Synopsis: India’s capital markets have evolved from a supplementary funding channel into a structural pillar of the financial system, with equity mobilisation of over ₹3.8 trillion and corporate bond issuances nearing ₹6.8 trillion in the first nine months of FY26, SEBI chairman Tuhin Kanta Pandey said. Regulatory reforms are increasingly focused on sustained capital formation, broader participation and market depth.

 

New Delhi: India’s capital markets are no longer merely supporting economic growth but are actively shaping its quality, resilience and inclusiveness, Securities and Exchange Board of India (SEBI) chairman Tuhin Kanta Pandey said on Thursday, underlining a decisive shift away from a bank-dominated financing model.

Capital markets now structural pillar of economy, not bank-led add-on: SEBI chief
Source: Internet

Speaking at Samvad 2026, SEBI’s annual securities market symposium, Pandey said equity and debt markets have together facilitated average annual issuances of about ₹9.6 lakh crore over the past decade, channeling capital into infrastructure, manufacturing, renewable energy, startups and MSMEs.

Between April and December FY26, companies raised over ₹3.8 trillion through equity, while corporate bond issuances touched nearly ₹6.8 trillion in the first nine months of the year. India also witnessed record IPO activity for the second consecutive year, with 311 IPOs in the first nine months of FY26, following 320 issues in FY25.

Pandey noted a structural change in corporate financing patterns. Outstanding corporate bonds, which were about 43% of bank credit to industry and services a decade ago, have risen to nearly ₹56 trillion, close to 60% of bank credit to these sectors, helping reduce concentration risk in the financial system.

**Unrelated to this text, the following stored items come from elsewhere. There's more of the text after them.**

use crate::core::models::molecule::{EdgeParameters, MoleculeGraph, NodeParameters};
use crate::core::utils::vector::Vector;
use thiserror::Error;
use tracing::debug;

/// Magic bytes that open every serialized molecule.
pub const HEADER: [u8; 8] = *b"MSDMOL\x01\x00";

const COUNT_SIZE: usize = 8;
const NODE_BLOCK_SIZE: usize = 6 * 8;
const EDGE_BLOCK_SIZE: usize = 7 * 8;

#[derive(Debug, Error, Clone, PartialEq, Eq)]
pub enum SerializationError {
    #[error("Buffer holds {actual} bytes but {expected} are required")]
    SizeMismatch { expected: usize, actual: usize },
    #[error("Buffer does not start with the molecule header")]
    BadHeader,
    #[error("Cannot deserialize into a molecule that already has nodes or edges")]
    NotEmpty,
    #[error("Buffer ends after {offset} bytes while reading {section}")]
    Truncated {
        offset: usize,
        section: &'static str,
    },
}

/// Buffer layout, all integers and reals little endian:
///
/// ```text
/// HEADER | u64 nodes | nodes × [Sm Fm Je0m Am.x Am.y Am.z]
///        | u64 edges | edges × [Jm Je1m Jeem bm Dm.x Dm.y Dm.z]
///        | u64 left lead | u64 right lead
/// ```
///
/// Only parameter values are stored. Edge endpoints are not part of the
/// layout, so a deserialized graph has its edge identities and their
/// parameters but no traversal entries.
impl MoleculeGraph {
    pub fn serialization_size(&self) -> usize {
        HEADER.len()
            + COUNT_SIZE
            + self.node_count() * NODE_BLOCK_SIZE
            + COUNT_SIZE
            + self.edge_count() * EDGE_BLOCK_SIZE
            + 2 * COUNT_SIZE
    }

    /// Writes the graph into `buffer`, which must be exactly [`Self::serialization_size`] bytes.
    pub fn serialize(&self, buffer: &mut [u8]) -> Result<(), SerializationError> {
        let expected = self.serialization_size();
        if buffer.len() != expected {
            return Err(SerializationError::SizeMismatch {
                expected,
                actual: buffer.len(),
            });
        }

        let mut writer = Writer { buffer, offset: 0 };
        writer.put_bytes(&HEADER);
        writer.put_count(self.node_count());
        for node in self.nodes().items() {
            let p = node.parameters;
            writer.put_reals(&[p.sm, p.fm, p.je0m]);
            writer.put_vector(&p.am);
        }
        writer.put_count(self.edge_count());
        for p in self.edge_parameter_records() {
            writer.put_reals(&[p.jm, p.je1m, p.jeem, p.bm]);
            writer.put_vector(&p.dm);
        }
        writer.put_count(self.left_lead());
        writer.put_count(self.right_lead());
        debug!(bytes = expected, "Serialized molecule.");
        Ok(())
    }

    /// Populates an empty graph from a buffer produced by [`Self::serialize`].
    pub fn deserialize(&mut self, buffer: &[u8]) -> Result<(), SerializationError> {
        if !self.is_empty() {
            return Err(SerializationError::NotEmpty);
        }

        let mut reader = Reader { buffer, offset: 0 };
        if reader.take(HEADER.len(), "header")? != HEADER {
            return Err(SerializationError::BadHeader);
        }

        let node_count = reader.count("node count")?;
        let edges_offset =
            (HEADER.len() + COUNT_SIZE).saturating_add(node_count.saturating_mul(NODE_BLOCK_SIZE));
        if edges_offset.saturating_add(COUNT_SIZE) > buffer.len() {
            return Err(SerializationError::Truncated {
                offset: buffer.len(),
                section: "nodes",
            });
        }
        let mut nodes = Vec::with_capacity(node_count);
        for _ in 0..node_count {
            let [sm, fm, je0m] = reader.reals("nodes")?;
            let am = reader.vector("nodes")?;
            nodes.push(NodeParameters { sm, fm, je0m, am });
        }

        let edge_count = reader.count("edge count")?;
        let expected = (edges_offset + 3 * COUNT_SIZE)
            .saturating_add(edge_count.saturating_mul(EDGE_BLOCK_SIZE));
        if buffer.len() != expected {
            return Err(SerializationError::SizeMismatch {
                expected,
                actual: buffer.len(),
            });
        }
        let mut edges = Vec::with_capacity(edge_count);
        for _ in 0..edge_count {
            let [jm, je1m, jeem, bm] = reader.reals("edges")?;
            let dm = reader.vector("edges")?;
            edges.push(EdgeParameters {
                jm,
                je1m,
                jeem,
                bm,
                dm,
            });
        }
        let left = reader.count("leads")?;
        let right = reader.count("leads")?;

        for parameters in nodes {
            self.create_node(parameters);
        }
        for parameters in edges {
            self.push_detached_edge(parameters);
        }
        self.set_leads(left, right);
        debug!(
            nodes = node_count,
            edges = edge_count,
            "Deserialized molecule without edge topology."
        );
        Ok(())
    }
}

struct Writer<'a> {
    buffer: &'a mut [u8],
    offset: usize,
}

impl Writer<'_> {
    fn put_bytes(&mut self, bytes: &[u8]) {
        self.buffer[self.offset..self.offset + bytes.len()].copy_from_slice(bytes);
        self.offset += bytes.len();
    }

    fn put_count(&mut self, value: usize) {
        self.put_bytes(&(value as u64).to_le_bytes());
    }

    fn put_reals(&mut self, values: &[f64]) {
        for value in values {
            self.put_bytes(&value.to_le_bytes());
        }
    }

    fn put_vector(&mut self, v: &Vector) {
        self.put_reals(&[v.x, v.y, v.z]);
    }
}

struct Reader<'a> {
    buffer: &'a [u8],
    offset: usize,
}

impl<'a> Reader<'a> {
    fn take(&mut self, len: usize, section: &'static str) -> Result<&'a [u8], SerializationError> {
        let end = self.offset + len;
        let bytes = self
            .buffer
            .get(self.offset..end)
            .ok_or(SerializationError::Truncated {
                offset: self.offset,
                section,
            })?;
        self.offset = end;
        Ok(bytes)
    }

    fn word(&mut self, section: &'static str) -> Result<[u8; 8], SerializationError> {
        let mut word = [0u8; 8];
        word.copy_from_slice(self.take(8, section)?);
        Ok(word)
    }

    fn count(&mut self, section: &'static str) -> Result<usize, SerializationError> {
        Ok(u64::from_le_bytes(self.word(section)?) as usize)
    }

    fn reals<const N: usize>(&mut self, section: &'static str) -> Result<[f64; N], SerializationError> {
        let mut values = [0.0; N];
        for value in values.iter_mut() {
            *value = f64::from_le_bytes(self.word(section)?);
        }
        Ok(values)
    }

    fn vector(&mut self, section: &'static str) -> Result<Vector, SerializationError> {
        let [x, y, z] = self.reals(section)?;
        Ok(Vector::new(x, y, z))
    }
}

#[cfg(test)]
mod tests {
    use super::*;
    use crate::core::models::molecule::MoleculeType;

    fn sample_molecule() -> MoleculeGraph {
        let mut graph = MoleculeType::Circular.build(4);
        graph
            .set_node_parameters(
                1,
                NodeParameters {
                    sm: 2.5,
                    fm: 0.125,
                    je0m: -0.75,
                    am: Vector::new(0.1, -0.2, 0.3),
                },
            )
            .unwrap();
        graph
            .set_edge_parameters(
                2,
                EdgeParameters {
                    jm: 1.5,
                    je1m: 0.25,
                    jeem: -2.0,
                    bm: 0.01,
                    dm: Vector::new(0.0, 0.0, 1.0),
                },
            )
            .unwrap();
        graph.set_leads(1, 3);
        graph
    }

    fn serialized(graph: &MoleculeGraph) -> Vec<u8> {
        let mut buffer = vec![0u8; graph.serialization_size()];
        graph.serialize(&mut buffer).unwrap();
        buffer
    }

    #[test]
    fn serialization_size_accounts_for_every_block() {
        let graph = sample_molecule();
        assert_eq!(graph.serialization_size(), 8 + 8 + 4 * 48 + 8 + 4 * 56 + 16);
    }

    #[test]
    fn round_trip_preserves_nodes_parameters_and_leads() {
        let original = sample_molecule();
        let mut restored = MoleculeGraph::new();
        restored.deserialize(&serialized(&original)).unwrap();

        assert_eq!(restored.node_count(), original.node_count());
        for (a, b) in restored.nodes().items().zip(original.nodes().items()) {
            assert_eq!(a.parameters, b.parameters);
        }
        assert_eq!(restored.edge_count(), original.edge_count());
        for edge in 0..original.edge_count() {
            assert_eq!(
                restored.edge_parameters(edge).unwrap(),
                original.edge_parameters(edge).unwrap()
            );
        }
        assert_eq!((restored.left_lead(), restored.right_lead()), (1, 3));
    }

    // Edge endpoints are not stored, so connectivity is lost on the way back.
    #[test]
    fn round_trip_does_not_preserve_edge_topology() {
        let original = sample_molecule();
        let mut restored = MoleculeGraph::new();
        restored.deserialize(&serialized(&original)).unwrap();

        assert_eq!(original.edges().len(), 8);
        assert_eq!(restored.edges().len(), 0);
        assert_eq!(restored.edges_unique().len(), 0);
        assert_eq!(original.edge_index(0, 1), Some(0));
        assert_eq!(restored.edge_index(0, 1), None);
        assert_ne!(restored, original);
    }

    #[test]
    fn serialize_requires_an_exactly_sized_buffer() {
        let graph = sample_molecule();
        let mut short = vec![0u8; graph.serialization_size() - 1];
        assert_eq!(
            graph.serialize(&mut short),
            Err(SerializationError::SizeMismatch {
                expected: graph.serialization_size(),
                actual: graph.serialization_size() - 1,
            })
        );
    }

    #[test]
    fn deserialize_rejects_non_empty_graphs_and_bad_input() {
        let buffer = serialized(&sample_molecule());

        let mut occupied = MoleculeGraph::with_nodes(1, NodeParameters::default());
        assert_eq!(occupied.deserialize(&buffer), Err(SerializationError::NotEmpty));

        let mut corrupted = buffer.clone();
        corrupted[0] = b'X';
        assert_eq!(
            MoleculeGraph::new().deserialize(&corrupted),
            Err(SerializationError::BadHeader)
        );

        let mut extended = buffer.clone();
        extended.push(0);
        assert!(matches!(
            MoleculeGraph::new().deserialize(&extended),
            Err(SerializationError::SizeMismatch { .. })
        ));

        assert!(matches!(
            MoleculeGraph::new().deserialize(&buffer[..20]),
            Err(SerializationError::Truncated { .. })
        ));
    }

    #[test]
    fn failed_deserialization_leaves_the_graph_empty() {
        let buffer = serialized(&sample_molecule());
        let mut graph = MoleculeGraph::new();
        assert!(graph.deserialize(&buffer[..buffer.len() - 8]).is_err());
        assert!(graph.is_empty());
    }
}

Reflecting this deepening, India’s market capitalisation-to-GDP ratio has climbed from around 69% in FY16 to nearly 140% by December 2025, indicating tighter integration between capital markets and national wealth creation.

The expansion has also been social and demographic. India now has 13.9 crore unique investors, compared with 3.8 crore in March 2019, with nearly 69% of investors below the age of 40, Pandey said. Mutual fund assets under management have grown from ₹12 trillion in FY16 to nearly ₹80 trillion, while average monthly SIP inflows in FY26 so far have reached ₹28,500 crore, more than three times FY19 levels.

SEBI’s regulatory approach, Pandey said, is aimed at balancing growth with protection. Measures include streamlining IPO processes, simplifying related-party transaction disclosures, enabling single filings for listed companies and reviewing key regulations such as LODR to remove redundancies.

On the debt side, SEBI has lowered thresholds under electronic book mechanisms, expanded access to REITs and InvITs, and reduced minimum investment sizes to encourage retail participation. Steps are also underway to simplify onboarding for foreign portfolio investors and NRIs through digital and unified registration frameworks.

As participation widens, investor protection and governance remain central, Pandey said, pointing to initiatives such as validated UPI handles, the Unified Investor App, enhanced disclosure norms and stricter accountability for intermediaries.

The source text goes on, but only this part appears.